We did a supply run to the big city yesterday. Mainly for electrical supplies, but since we were there we had to take full advantage of the trip and fill the back of the Suburban to the tippy-top.
First stop was Menard's. Hubby was pushing the cart and I was walking beside him but kept getting distracted by one thing and then another (you know the ploy of putting all that interesting stuff on the end of the aisles) as he trotted along on his quest. Each time I tore myself away from some item I had to check out, there he was half the store away searching behind him to find his missing partner. I'd race walk to catch up as he stood shaking his head. "Hey, I don't get out much. You have to be patient with me," I told him.

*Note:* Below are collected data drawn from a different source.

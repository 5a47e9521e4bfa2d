use std::sync::{Arc, Mutex};

use super::*;
use crate::{params, BehaviourTree, Blackboard, NodeId};

use NodeState::{Failure, Running, Success};

type Log = Arc<Mutex<Vec<String>>>;

/// Action replaying a fixed list of results and recording its hook calls.
#[derive(Clone)]
struct Script {
    label: &'static str,
    results: Vec<NodeState>,
    step: usize,
    log: Log,
}

impl Script {
    fn new(label: &'static str, results: &[NodeState], log: &Log) -> Self {
        Self {
            label,
            results: results.to_vec(),
            step: 0,
            log: log.clone(),
        }
    }

    fn push(&self, event: &str) {
        self.log
            .lock()
            .unwrap()
            .push(format!("{} {}", event, self.label));
    }
}

impl BehaviourNode for Script {
    fn kind(&self) -> NodeKind {
        NodeKind::Action
    }

    fn on_start(&mut self, _ctx: &mut Context) -> Result<(), TickError> {
        self.push("start");
        Ok(())
    }

    fn on_update(&mut self, _ctx: &mut Context) -> Result<NodeState, TickError> {
        self.push("update");
        let res = self.results[self.step.min(self.results.len() - 1)];
        self.step += 1;
        Ok(res)
    }

    fn on_stop(&mut self, _ctx: &mut Context) -> Result<(), TickError> {
        self.push("stop");
        Ok(())
    }
}

fn add(
    tree: &mut BehaviourTree,
    parent: NodeId,
    name: &str,
    node: impl BehaviourNode + 'static,
) -> NodeId {
    let id = tree.insert_node(name, node).unwrap();
    tree.add_child(parent, id).unwrap();
    id
}

fn add_to_root(tree: &mut BehaviourTree, name: &str, node: impl BehaviourNode + 'static) -> NodeId {
    let root = tree.root();
    add(tree, root, name, node)
}

fn bound_tree() -> (BehaviourTree, Blackboard) {
    let mut tree = BehaviourTree::new();
    let bb = Blackboard::new();
    tree.bind(&bb);
    (tree, bb)
}

fn events(log: &Log) -> Vec<String> {
    log.lock().unwrap().clone()
}

fn updates(log: &Log, label: &str) -> usize {
    let update = format!("update {}", label);
    events(log).iter().filter(|event| **event == update).count()
}

#[test]
fn test_root_without_child() {
    let (mut tree, _) = bound_tree();
    assert_eq!(tree.update(), Ok(Failure));
}

#[test]
fn test_sequence() {
    let log = Log::default();
    let (mut tree, _) = bound_tree();
    let seq = add_to_root(&mut tree, "Sequence", SequenceNode::default());
    add(&mut tree, seq, "Script", Script::new("a", &[Success], &log));
    add(&mut tree, seq, "Script", Script::new("b", &[Running, Success], &log));
    add(&mut tree, seq, "Script", Script::new("c", &[Success], &log));
    tree.rebind();

    assert_eq!(tree.update(), Ok(Running));
    assert_eq!(
        events(&log),
        ["start a", "update a", "stop a", "start b", "update b"]
    );

    // The succeeded child is not ticked again within the episode
    assert_eq!(tree.update(), Ok(Success));
    assert_eq!(updates(&log, "a"), 1);
    assert_eq!(updates(&log, "b"), 2);
    assert_eq!(updates(&log, "c"), 1);
}

#[test]
fn test_sequence_failure() {
    let log = Log::default();
    let (mut tree, _) = bound_tree();
    let seq = add_to_root(&mut tree, "Sequence", SequenceNode::default());
    add(&mut tree, seq, "Script", Script::new("a", &[Success], &log));
    add(&mut tree, seq, "Script", Script::new("b", &[Failure], &log));
    add(&mut tree, seq, "Script", Script::new("c", &[Success], &log));

    assert_eq!(tree.update(), Ok(Failure));
    assert_eq!(updates(&log, "c"), 0);

    // A new episode starts from the first child again
    tree.play();
    assert_eq!(tree.update(), Ok(Failure));
    assert_eq!(updates(&log, "a"), 2);
}

#[test]
fn test_selector() {
    let log = Log::default();
    let (mut tree, _) = bound_tree();
    let sel = add_to_root(&mut tree, "Selector", SelectorNode::default());
    add(&mut tree, sel, "Script", Script::new("a", &[Failure], &log));
    add(&mut tree, sel, "Script", Script::new("b", &[Running, Success], &log));
    add(&mut tree, sel, "Script", Script::new("c", &[Success], &log));

    assert_eq!(tree.update(), Ok(Running));
    assert_eq!(tree.update(), Ok(Success));
    assert_eq!(updates(&log, "a"), 1);
    assert_eq!(updates(&log, "c"), 0);

    let (mut tree, _) = bound_tree();
    let sel = add_to_root(&mut tree, "Selector", SelectorNode::default());
    add(&mut tree, sel, "Script", Script::new("d", &[Failure], &log));
    assert_eq!(tree.update(), Ok(Failure));
}

#[test]
fn test_reactive_sequence() {
    let log = Log::default();
    let (mut tree, _) = bound_tree();
    let seq = add_to_root(
        &mut tree,
        "ReactiveSequence",
        ReactiveSequenceNode::default(),
    );
    add(&mut tree, seq, "Script", Script::new("cond", &[Success, Failure], &log));
    add(&mut tree, seq, "Script", Script::new("act", &[Running], &log));

    assert_eq!(tree.update(), Ok(Running));
    assert_eq!(tree.update(), Ok(Failure));
    assert_eq!(updates(&log, "cond"), 2);
    assert_eq!(updates(&log, "act"), 1);
    assert_eq!(events(&log).last().map(String::as_str), Some("stop act"));
}

#[test]
fn test_reactive_selector() {
    let log = Log::default();
    let (mut tree, _) = bound_tree();
    let sel = add_to_root(
        &mut tree,
        "ReactiveSelector",
        ReactiveSelectorNode::default(),
    );
    add(&mut tree, sel, "Script", Script::new("high", &[Failure, Success], &log));
    let low = add(&mut tree, sel, "Script", Script::new("low", &[Running], &log));

    assert_eq!(tree.update(), Ok(Running));
    assert!(tree.node(low).unwrap().started());
    assert_eq!(tree.update(), Ok(Success));
    assert!(!tree.node(low).unwrap().started());
    assert!(events(&log).contains(&"stop low".to_owned()));
}

#[test]
fn test_result_decorators() {
    let log = Log::default();
    for (decorator, child, expected) in [
        ("Inverter", Success, Failure),
        ("Inverter", Failure, Success),
        ("Inverter", Running, Running),
        ("ForceSuccess", Failure, Success),
        ("ForceSuccess", Running, Running),
        ("ForceFailure", Success, Failure),
    ] {
        let (mut tree, _) = bound_tree();
        let node: Box<dyn BehaviourNode> = match decorator {
            "Inverter" => Box::new(InverterNode),
            "ForceSuccess" => Box::new(ForceSuccessNode),
            _ => Box::new(ForceFailureNode),
        };
        let id = tree.insert_boxed(decorator.to_owned(), node).unwrap();
        tree.add_child(tree.root(), id).unwrap();
        add(&mut tree, id, "Script", Script::new("a", &[child], &log));
        assert_eq!(tree.update(), Ok(expected), "{} over {}", decorator, child);
    }
}

#[test]
fn test_decorators_without_child() {
    let registry = crate::Registry::default();
    for variant in ["Inverter", "ForceSuccess", "ForceFailure", "Repeat", "Retry", "RepeatUntil"] {
        let (mut tree, _) = bound_tree();
        let id = tree.create_node(&registry, variant).unwrap();
        tree.add_child(tree.root(), id).unwrap();
        assert_eq!(tree.update(), Ok(Failure), "{}", variant);
    }
}

#[test]
fn test_repeat() {
    let log = Log::default();
    let (mut tree, _) = bound_tree();
    let repeat = add_to_root(&mut tree, "Repeat", RepeatNode::new(Some(3)));
    add(&mut tree, repeat, "Script", Script::new("a", &[Success], &log));

    assert_eq!(tree.update(), Ok(Running));
    assert_eq!(tree.update(), Ok(Running));
    assert_eq!(tree.update(), Ok(Success));
    assert_eq!(updates(&log, "a"), 3);
    // Every repetition is a new episode of the child
    assert_eq!(events(&log).iter().filter(|e| *e == "start a").count(), 3);

    let (mut tree, _) = bound_tree();
    let repeat = add_to_root(&mut tree, "Repeat", RepeatNode::new(None));
    add(&mut tree, repeat, "Script", Script::new("b", &[Success, Success, Failure], &log));
    assert_eq!(tree.update(), Ok(Running));
    assert_eq!(tree.update(), Ok(Running));
    assert_eq!(tree.update(), Ok(Failure));
}

#[test]
fn test_retry() {
    let log = Log::default();
    let (mut tree, _) = bound_tree();
    let retry = add_to_root(&mut tree, "Retry", RetryNode::new(2));
    add(&mut tree, retry, "Script", Script::new("a", &[Failure], &log));
    assert_eq!(tree.update(), Ok(Running));
    assert_eq!(tree.update(), Ok(Failure));

    let (mut tree, _) = bound_tree();
    let retry = add_to_root(&mut tree, "Retry", RetryNode::new(3));
    add(&mut tree, retry, "Script", Script::new("b", &[Failure, Success], &log));
    assert_eq!(tree.update(), Ok(Running));
    assert_eq!(tree.update(), Ok(Success));
}

#[test]
fn test_repeat_until() {
    let log = Log::default();
    let (mut tree, _) = bound_tree();
    let until = add_to_root(
        &mut tree,
        "RepeatUntil",
        RepeatUntilNode::new(Success),
    );
    add(&mut tree, until, "Script", Script::new("a", &[Failure, Failure, Success], &log));
    assert_eq!(tree.update(), Ok(Running));
    assert_eq!(tree.update(), Ok(Running));
    assert_eq!(tree.update(), Ok(Success));
}

#[test]
fn test_guard() {
    let log = Log::default();
    let (mut tree, bb) = bound_tree();
    let guard = add_to_root(&mut tree, "Guard", GuardNode::new("armed", true));
    add(&mut tree, guard, "Script", Script::new("b", &[Running], &log));
    tree.rebind();

    assert_eq!(tree.update(), Ok(Failure));
    assert!(events(&log).is_empty());

    bb.set("armed", true);
    tree.play();
    assert_eq!(tree.update(), Ok(Running));

    bb.set("armed", false);
    assert_eq!(tree.update(), Ok(Failure));
    assert_eq!(events(&log), ["start b", "update b", "stop b"]);

    // String literals are parsed
    bb.set("armed", "true".to_owned());
    tree.play();
    assert_eq!(tree.update(), Ok(Running));
}

#[test]
fn test_guard_unbound() {
    let mut tree = BehaviourTree::new();
    let guard = add_to_root(&mut tree, "Guard", GuardNode::new("armed", true));
    assert_eq!(tree.update(), Err(TickError::UnboundBlackboard(guard)));
}

#[test]
fn test_blackboard_actions() {
    let (mut tree, bb) = bound_tree();
    let seq = add_to_root(&mut tree, "Sequence", SequenceNode::default());
    add(&mut tree, seq, "IsTrue", IsTrueNode::new("seen"));
    tree.rebind();
    assert_eq!(tree.update(), Ok(Failure));

    let (mut tree, _) = bound_tree();
    let seq = add_to_root(&mut tree, "Sequence", SequenceNode::default());
    add(&mut tree, seq, "SetBool", SetBoolNode::new("seen", true));
    add(&mut tree, seq, "IsTrue", IsTrueNode::new("seen"));
    add(&mut tree, seq, "Log", LogNode::new("seen it"));
    tree.bind(&bb);
    assert_eq!(tree.update(), Ok(Success));
    assert_eq!(bb.get::<bool>("seen").as_deref(), Some(&true));
}

#[test]
fn test_wait() {
    let (mut tree, _) = bound_tree();
    add_to_root(&mut tree, "Wait", WaitNode::new(2));
    assert_eq!(tree.update(), Ok(Running));
    assert_eq!(tree.update(), Ok(Running));
    assert_eq!(tree.update(), Ok(Success));

    let (mut tree, _) = bound_tree();
    add_to_root(&mut tree, "Wait", WaitNode::new(0));
    assert_eq!(tree.update(), Ok(Success));
}

#[test]
fn test_params() {
    let repeat = RepeatNode::from_params(&Params::new()).unwrap();
    assert_eq!(repeat.params(), Params::new());
    assert_eq!(repeat.subtitle(), "forever");

    let retry = RetryNode::from_params(&Params::new()).unwrap();
    assert_eq!(retry.params(), params!("attempts" => 1));

    let guard = GuardNode::from_params(&params!("key" => "armed", "expect" => false)).unwrap();
    assert_eq!(guard.params(), params!("key" => "armed", "expect" => false));
    assert_eq!(guard.subtitle(), "armed == false");

    let until = RepeatUntilNode::from_params(&params!("until" => "Success")).unwrap();
    assert_eq!(until.params(), params!("until" => "Success"));

    assert_eq!(
        SetBoolNode::from_params(&params!("key" => "k")).err(),
        Some(CreateNodeError::MissingParam {
            variant: "SetBool".to_owned(),
            param: "value".to_owned(),
        })
    );
}

#[test]
fn test_selector_running_first_child() {
    let log = Log::default();
    let (mut tree, _) = bound_tree();
    let sel = add_to_root(&mut tree, "Selector", SelectorNode::default());
    add(&mut tree, sel, "Script", Script::new("a", &[Running], &log));
    add(&mut tree, sel, "Script", Script::new("b", &[Success], &log));

    assert_eq!(tree.update(), Ok(Running));
    assert_eq!(tree.update(), Ok(Running));
    assert_eq!(updates(&log, "b"), 0);
}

But don't get me wrong; I am not a shopper and don't do shopping well. By the end of our day, my lower back was so stiff I could hardly climb in and out of the truck.
It's just that when I'm there, my brain goes on overload because of all the sensory stimulation. I have my cast-in-iron list to which I adhere, but all the same I'm forced to make all those decisions . . . NOW. I can't think about it and come back tomorrow.
More often than not, this gets me into trouble. Today I feel so stoopid for not buying that package of gold wire I finally located (it's been on my list all winter) just because it was priced at about $2 more than I thought it should be. And those everyday cotton socks I like and purchased, why the heck didn't I get two packages of them so I wouldn't have to make the agonizing search for "just the right kind and color" again so soon?
Now that we have our booty home and into the house, I need to spend today putting it all away. Should be a simple task, right? Well, for some reason I feel energized to not only squirrel the new inventory away, but to take the time to clean and reorganize the storage areas the supplies go in to. (Must be spring fever.)
So I will now rise off my sedentary duff and get on with the day. I think it may have already started without me.